* Problem description:
The answer should consist of all the records, written out word for word.

* Records:
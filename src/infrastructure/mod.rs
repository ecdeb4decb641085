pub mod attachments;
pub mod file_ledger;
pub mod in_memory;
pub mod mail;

* Answer section:
filename src/infrastructure/mod.rs
repository ecdeb4decb641085
pub mod attachments;
pub mod file_ledger;
pub mod in_memory;
pub mod mail;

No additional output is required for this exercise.